* [ASSIGNMENT]: Scan the entries for lines with the word "GateState", then copy those lines.

Saved entries
>>>>>

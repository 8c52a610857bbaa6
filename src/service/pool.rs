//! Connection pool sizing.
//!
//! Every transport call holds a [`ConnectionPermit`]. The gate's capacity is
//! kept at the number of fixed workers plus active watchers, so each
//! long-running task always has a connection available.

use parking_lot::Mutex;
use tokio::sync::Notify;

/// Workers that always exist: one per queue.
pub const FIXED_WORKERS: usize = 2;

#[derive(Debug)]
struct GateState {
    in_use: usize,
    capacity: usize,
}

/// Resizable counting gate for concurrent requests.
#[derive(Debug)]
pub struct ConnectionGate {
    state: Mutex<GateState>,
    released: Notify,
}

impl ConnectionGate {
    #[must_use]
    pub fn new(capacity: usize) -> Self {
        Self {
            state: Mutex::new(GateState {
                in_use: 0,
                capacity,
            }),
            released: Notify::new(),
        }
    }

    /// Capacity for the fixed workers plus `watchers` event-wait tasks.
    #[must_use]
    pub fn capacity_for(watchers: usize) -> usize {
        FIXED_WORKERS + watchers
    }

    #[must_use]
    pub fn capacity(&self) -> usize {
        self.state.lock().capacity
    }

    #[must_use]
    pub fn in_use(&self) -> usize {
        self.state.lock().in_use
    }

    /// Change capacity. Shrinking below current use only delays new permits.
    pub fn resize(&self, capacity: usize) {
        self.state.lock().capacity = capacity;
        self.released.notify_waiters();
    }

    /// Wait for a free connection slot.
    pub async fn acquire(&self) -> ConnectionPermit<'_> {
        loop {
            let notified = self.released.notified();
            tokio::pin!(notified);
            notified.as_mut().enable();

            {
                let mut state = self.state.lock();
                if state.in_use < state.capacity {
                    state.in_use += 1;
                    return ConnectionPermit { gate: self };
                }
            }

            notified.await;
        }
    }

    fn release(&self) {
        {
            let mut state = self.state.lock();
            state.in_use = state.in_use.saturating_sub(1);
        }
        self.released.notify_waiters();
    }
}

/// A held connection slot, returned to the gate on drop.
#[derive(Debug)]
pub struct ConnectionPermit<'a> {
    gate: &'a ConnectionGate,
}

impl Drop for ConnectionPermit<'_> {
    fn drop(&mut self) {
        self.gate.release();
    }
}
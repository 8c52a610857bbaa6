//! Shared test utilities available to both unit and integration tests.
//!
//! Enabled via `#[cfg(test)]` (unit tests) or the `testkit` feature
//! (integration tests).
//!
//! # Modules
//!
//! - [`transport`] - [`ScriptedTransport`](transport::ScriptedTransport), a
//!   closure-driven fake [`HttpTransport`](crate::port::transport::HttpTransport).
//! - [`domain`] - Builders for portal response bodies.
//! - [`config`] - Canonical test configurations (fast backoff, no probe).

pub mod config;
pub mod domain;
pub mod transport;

<<<<<
>>>>>

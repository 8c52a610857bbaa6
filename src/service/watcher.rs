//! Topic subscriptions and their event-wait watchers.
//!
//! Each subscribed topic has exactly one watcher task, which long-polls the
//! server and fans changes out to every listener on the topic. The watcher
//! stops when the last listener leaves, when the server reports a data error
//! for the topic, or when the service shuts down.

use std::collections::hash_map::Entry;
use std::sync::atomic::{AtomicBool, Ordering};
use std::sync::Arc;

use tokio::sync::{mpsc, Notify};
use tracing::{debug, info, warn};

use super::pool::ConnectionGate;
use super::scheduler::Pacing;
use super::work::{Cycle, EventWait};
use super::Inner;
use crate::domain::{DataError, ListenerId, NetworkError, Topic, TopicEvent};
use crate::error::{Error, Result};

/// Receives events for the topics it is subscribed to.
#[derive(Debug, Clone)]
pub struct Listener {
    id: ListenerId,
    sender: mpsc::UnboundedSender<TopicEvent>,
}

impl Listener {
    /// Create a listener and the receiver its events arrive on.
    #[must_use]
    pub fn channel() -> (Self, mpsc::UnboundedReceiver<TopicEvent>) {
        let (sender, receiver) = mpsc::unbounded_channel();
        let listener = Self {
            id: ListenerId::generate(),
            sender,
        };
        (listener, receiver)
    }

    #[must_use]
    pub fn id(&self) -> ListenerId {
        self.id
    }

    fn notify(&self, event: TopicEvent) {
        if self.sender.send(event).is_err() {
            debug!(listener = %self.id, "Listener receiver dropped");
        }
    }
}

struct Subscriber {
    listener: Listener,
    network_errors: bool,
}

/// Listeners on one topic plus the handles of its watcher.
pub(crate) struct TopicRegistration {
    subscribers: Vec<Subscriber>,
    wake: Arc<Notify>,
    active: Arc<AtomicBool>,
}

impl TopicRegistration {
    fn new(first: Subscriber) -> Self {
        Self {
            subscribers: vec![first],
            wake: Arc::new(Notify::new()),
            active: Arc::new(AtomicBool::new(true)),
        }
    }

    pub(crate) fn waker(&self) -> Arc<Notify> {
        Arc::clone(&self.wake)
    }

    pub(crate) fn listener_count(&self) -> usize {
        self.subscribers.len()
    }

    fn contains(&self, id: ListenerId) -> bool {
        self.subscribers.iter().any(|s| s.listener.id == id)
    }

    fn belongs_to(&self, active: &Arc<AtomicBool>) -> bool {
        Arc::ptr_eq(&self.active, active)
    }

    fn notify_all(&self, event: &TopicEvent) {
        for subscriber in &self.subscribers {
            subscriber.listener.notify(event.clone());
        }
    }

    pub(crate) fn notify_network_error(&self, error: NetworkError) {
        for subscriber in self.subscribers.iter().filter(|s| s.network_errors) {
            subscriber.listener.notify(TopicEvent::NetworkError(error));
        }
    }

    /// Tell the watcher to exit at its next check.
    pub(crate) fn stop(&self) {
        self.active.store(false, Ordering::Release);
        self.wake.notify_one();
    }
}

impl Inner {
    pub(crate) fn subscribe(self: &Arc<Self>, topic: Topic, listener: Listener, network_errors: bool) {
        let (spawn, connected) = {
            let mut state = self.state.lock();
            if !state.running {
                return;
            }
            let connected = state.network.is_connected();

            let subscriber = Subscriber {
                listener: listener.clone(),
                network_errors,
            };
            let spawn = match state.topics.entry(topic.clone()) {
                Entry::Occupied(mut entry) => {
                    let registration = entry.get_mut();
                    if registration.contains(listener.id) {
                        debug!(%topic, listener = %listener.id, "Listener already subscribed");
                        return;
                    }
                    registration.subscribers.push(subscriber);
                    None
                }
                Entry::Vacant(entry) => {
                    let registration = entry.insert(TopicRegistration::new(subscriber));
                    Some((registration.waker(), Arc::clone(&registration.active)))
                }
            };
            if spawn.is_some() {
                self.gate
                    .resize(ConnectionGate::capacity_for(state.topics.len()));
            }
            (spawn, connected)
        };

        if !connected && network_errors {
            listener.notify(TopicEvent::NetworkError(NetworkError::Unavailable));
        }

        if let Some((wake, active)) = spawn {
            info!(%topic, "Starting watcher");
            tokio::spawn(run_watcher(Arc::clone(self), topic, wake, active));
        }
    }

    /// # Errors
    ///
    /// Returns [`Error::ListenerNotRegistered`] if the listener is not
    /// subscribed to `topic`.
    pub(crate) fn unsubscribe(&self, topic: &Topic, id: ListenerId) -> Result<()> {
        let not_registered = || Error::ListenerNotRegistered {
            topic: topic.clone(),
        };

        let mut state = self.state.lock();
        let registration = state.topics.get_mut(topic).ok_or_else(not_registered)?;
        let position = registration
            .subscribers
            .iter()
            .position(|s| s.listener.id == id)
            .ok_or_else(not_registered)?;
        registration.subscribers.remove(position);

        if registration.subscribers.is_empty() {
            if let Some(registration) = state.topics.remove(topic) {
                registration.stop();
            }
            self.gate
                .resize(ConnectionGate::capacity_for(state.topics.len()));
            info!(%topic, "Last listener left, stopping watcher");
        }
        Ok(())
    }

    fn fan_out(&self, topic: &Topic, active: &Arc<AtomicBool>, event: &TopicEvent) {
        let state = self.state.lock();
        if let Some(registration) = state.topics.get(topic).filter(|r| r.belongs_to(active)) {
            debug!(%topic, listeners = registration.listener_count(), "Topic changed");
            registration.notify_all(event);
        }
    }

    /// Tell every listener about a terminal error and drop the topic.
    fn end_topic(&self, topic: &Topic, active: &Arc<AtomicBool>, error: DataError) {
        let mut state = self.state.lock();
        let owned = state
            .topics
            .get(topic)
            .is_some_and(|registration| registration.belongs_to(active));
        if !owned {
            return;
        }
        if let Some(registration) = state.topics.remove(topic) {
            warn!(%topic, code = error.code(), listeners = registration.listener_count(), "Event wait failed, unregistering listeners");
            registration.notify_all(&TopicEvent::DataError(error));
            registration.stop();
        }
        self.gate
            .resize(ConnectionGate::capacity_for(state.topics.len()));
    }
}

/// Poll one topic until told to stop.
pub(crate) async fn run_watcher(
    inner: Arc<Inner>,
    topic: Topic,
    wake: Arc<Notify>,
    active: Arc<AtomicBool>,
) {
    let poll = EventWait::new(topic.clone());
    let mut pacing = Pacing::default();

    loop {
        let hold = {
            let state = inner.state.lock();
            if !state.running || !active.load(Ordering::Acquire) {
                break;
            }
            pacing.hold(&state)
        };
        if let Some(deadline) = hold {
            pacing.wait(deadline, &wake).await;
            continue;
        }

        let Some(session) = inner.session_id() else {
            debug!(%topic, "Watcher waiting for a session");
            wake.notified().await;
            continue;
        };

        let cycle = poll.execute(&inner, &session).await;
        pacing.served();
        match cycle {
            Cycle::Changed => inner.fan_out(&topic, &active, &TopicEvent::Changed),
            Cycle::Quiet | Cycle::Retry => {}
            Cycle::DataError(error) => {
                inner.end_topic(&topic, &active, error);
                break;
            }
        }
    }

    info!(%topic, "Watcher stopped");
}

<<<<<

* [RESULT OF THE TASK]:
struct GateState {
    state: Mutex<GateState>,
            state: Mutex::new(GateState {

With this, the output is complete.